At the most basic level inflammation is a sympathetic response. This isn’t exactly black and white however as I’ve come across some research that shows how the SNS can actually play a small role in reducing inflammation in certain organs under certain conditions (Straub et al, 2006). However, for the purpose of this discussion I’ll generalize the SNS as being predominantly involved in inflammatory responses.
Parasympathetic activity on the other hand, modulates inflammation by inhibiting the secretions of pro-inflammatory cytokines (Mravec, 2011). Inflammation is not just caused from physical stress (training, injury, etc) but can also be brought on by; ingesting certain foods, excessive alcohol intake, smoking and exposure to pollution and certain chemicals. It appears that even psychological stress can cause inflammation (Steptoe et al, 2001).
It should be obvious that inflammation is pretty important to one’s survival. Inflammation is a major part of the healing process. For example, inflammation is necessary for hypertrophy (muscle growth) as it participates in protein breakdown, removal of damaged muscle fibers and production of prostaglandins (Pedersen & Hoffman-Goetz, 2000).

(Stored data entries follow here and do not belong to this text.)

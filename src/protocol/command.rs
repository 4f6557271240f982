//! Transport command encoding and parsing.
//!
//! A command is one line of comma separated decimal angles, in channel order.
//! The host encodes a full [`Pose`]; the controller accepts any prefix of it.
use core::fmt::Write;

use heapless::{String, Vec};

use crate::config::{COMMAND_CAPACITY, SERVO_COUNT};
use crate::robot::Pose;

/// Encodes `pose` as `a0,a1,...,a7` with no separator or newline at the end.
///
/// Angles are passed through unchanged.
pub fn encode(pose: &Pose) -> String<COMMAND_CAPACITY> {
    let mut command = String::new();
    // COMMAND_CAPACITY fits eight i32 fields, so the write cannot overflow.
    let _ = write!(command, "{pose}");
    command
}

/// Angles decoded from one command line, at most one per channel.
#[derive(Debug, Clone, PartialEq, Eq)]
pub struct PoseCommand {
    angles: Vec<i32, SERVO_COUNT>,
}

#[derive(Debug, Clone, Copy, PartialEq, Eq)]
pub enum ParseCommandError {
    /// Blank line: nothing to apply.
    Empty,
    /// Field `index` is not a decimal integer.
    InvalidAngle { index: usize },
}

impl core::fmt::Display for ParseCommandError {
    fn fmt(&self, f: &mut core::fmt::Formatter<'_>) -> core::fmt::Result {
        match self {
            ParseCommandError::Empty => f.write_str("empty command"),
            ParseCommandError::InvalidAngle { index } => {
                write!(f, "field {index} is not an integer angle")
            }
        }
    }
}

impl TryFrom<&str> for PoseCommand {
    type Error = ParseCommandError;

    fn try_from(value: &str) -> Result<Self, Self::Error> {
        let value = value.trim();
        if value.is_empty() {
            return Err(ParseCommandError::Empty);
        }

        let mut angles = Vec::new();
        // Fields past the last channel are ignored, not validated.
        for (index, token) in value.split(',').take(SERVO_COUNT).enumerate() {
            let angle = token
                .trim()
                .parse::<i32>()
                .map_err(|_| ParseCommandError::InvalidAngle { index })?;
            // take(SERVO_COUNT) bounds the push
            let _ = angles.push(angle);
        }

        Ok(Self { angles })
    }
}

impl PoseCommand {
    pub fn angles(&self) -> &[i32] {
        &self.angles
    }

    /// Overwrites the first `len()` channels of `pose`, leaving the rest alone.
    pub fn apply_to(&self, pose: &mut Pose) {
        for (channel, angle) in self.angles.iter().enumerate() {
            pose.set(channel, *angle);
        }
    }
}

impl From<&Pose> for PoseCommand {
    fn from(pose: &Pose) -> Self {
        let mut angles = Vec::new();
        for (_, angle) in pose.iter() {
            let _ = angles.push(angle);
        }
        Self { angles }
    }
}

#[cfg(test)]
mod tests {
    use super::*;

    #[test]
    fn encode_known_pose() {
        let pose = Pose::new([10, 20, 30, 40, 50, 60, 70, 80]);
        assert_eq!(encode(&pose).as_str(), "10,20,30,40,50,60,70,80");
    }

    #[test]
    fn encode_passes_out_of_range_values_through() {
        let pose = Pose::new([-5, 0, 180, 181, i32::MIN, i32::MAX, 90, 90]);
        assert_eq!(
            encode(&pose).as_str(),
            "-5,0,180,181,-2147483648,2147483647,90,90"
        );
    }

    #[test]
    fn parse_full_command() {
        let command = PoseCommand::try_from("10,20,30,40,50,60,70,80").unwrap();
        assert_eq!(command.angles(), &[10, 20, 30, 40, 50, 60, 70, 80]);
    }

    #[test]
    fn parse_what_encode_produced() {
        let pose = Pose::new([0, 45, 90, 135, 180, 12, 7, 99]);
        let command = PoseCommand::try_from(encode(&pose).as_str()).unwrap();
        assert_eq!(command, PoseCommand::from(&pose));
    }

    #[test]
    fn parse_strips_line_ending_and_field_padding() {
        let command = PoseCommand::try_from(" 15, 30 \r\n").unwrap();
        assert_eq!(command.angles(), &[15, 30]);
    }

    #[test]
    fn partial_command_updates_leading_channels_only() {
        let mut pose = Pose::new([1, 2, 3, 4, 5, 6, 7, 8]);
        PoseCommand::try_from("15,30").unwrap().apply_to(&mut pose);
        assert_eq!(pose.angles(), &[15, 30, 3, 4, 5, 6, 7, 8]);
    }

    #[test]
    fn extra_fields_are_ignored() {
        let command = PoseCommand::try_from("1,2,3,4,5,6,7,8,9,oops").unwrap();
        assert_eq!(command.angles().len(), SERVO_COUNT);
        assert_eq!(command.angles()[7], 8);
    }

    #[test]
    fn malformed_field_is_reported_with_its_position() {
        assert_eq!(
            PoseCommand::try_from("10,abc,30"),
            Err(ParseCommandError::InvalidAngle { index: 1 })
        );
        assert_eq!(
            PoseCommand::try_from("10,20,"),
            Err(ParseCommandError::InvalidAngle { index: 2 })
        );
        assert_eq!(
            PoseCommand::try_from("90.5"),
            Err(ParseCommandError::InvalidAngle { index: 0 })
        );
    }

    #[test]
    fn blank_line_is_empty() {
        assert_eq!(PoseCommand::try_from(""), Err(ParseCommandError::Empty));
        assert_eq!(PoseCommand::try_from(" \r\n"), Err(ParseCommandError::Empty));
    }
}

To effectively adapt from a stress (like training) we need to allow our body to go through the process of healing itself. In doing so, we increase our tolerance to the initial stressor. With adequate adaptation to strength training, we increase our strength (this applies to endurance, hypertrophy or any other quality you train to develop). So this explains why making sure we are sufficiently adaptable is important.
The simplest and most effective measure of your adaptability in my opinion is through heart rate variability (HRV) monitoring. In short, HRV tells you when your body can tolerate stress well (such as training) and when it can’t. It does so by providing the user with information about the balance of the autonomic nervous system. It does this by measuring the variability between your heart beats over a given period of time.
High HRV = low inflammation, good recovery, good testosterone-cortisol ratio, high tolerance to stress (good adaptability) → A green light for training.
Low HRV = an increase in inflammation (not always), insufficient recovery, reduced testosterone-cortisol ratio, low tolerance to stress (poor adaptability) → Reduction or cessation of training suggested.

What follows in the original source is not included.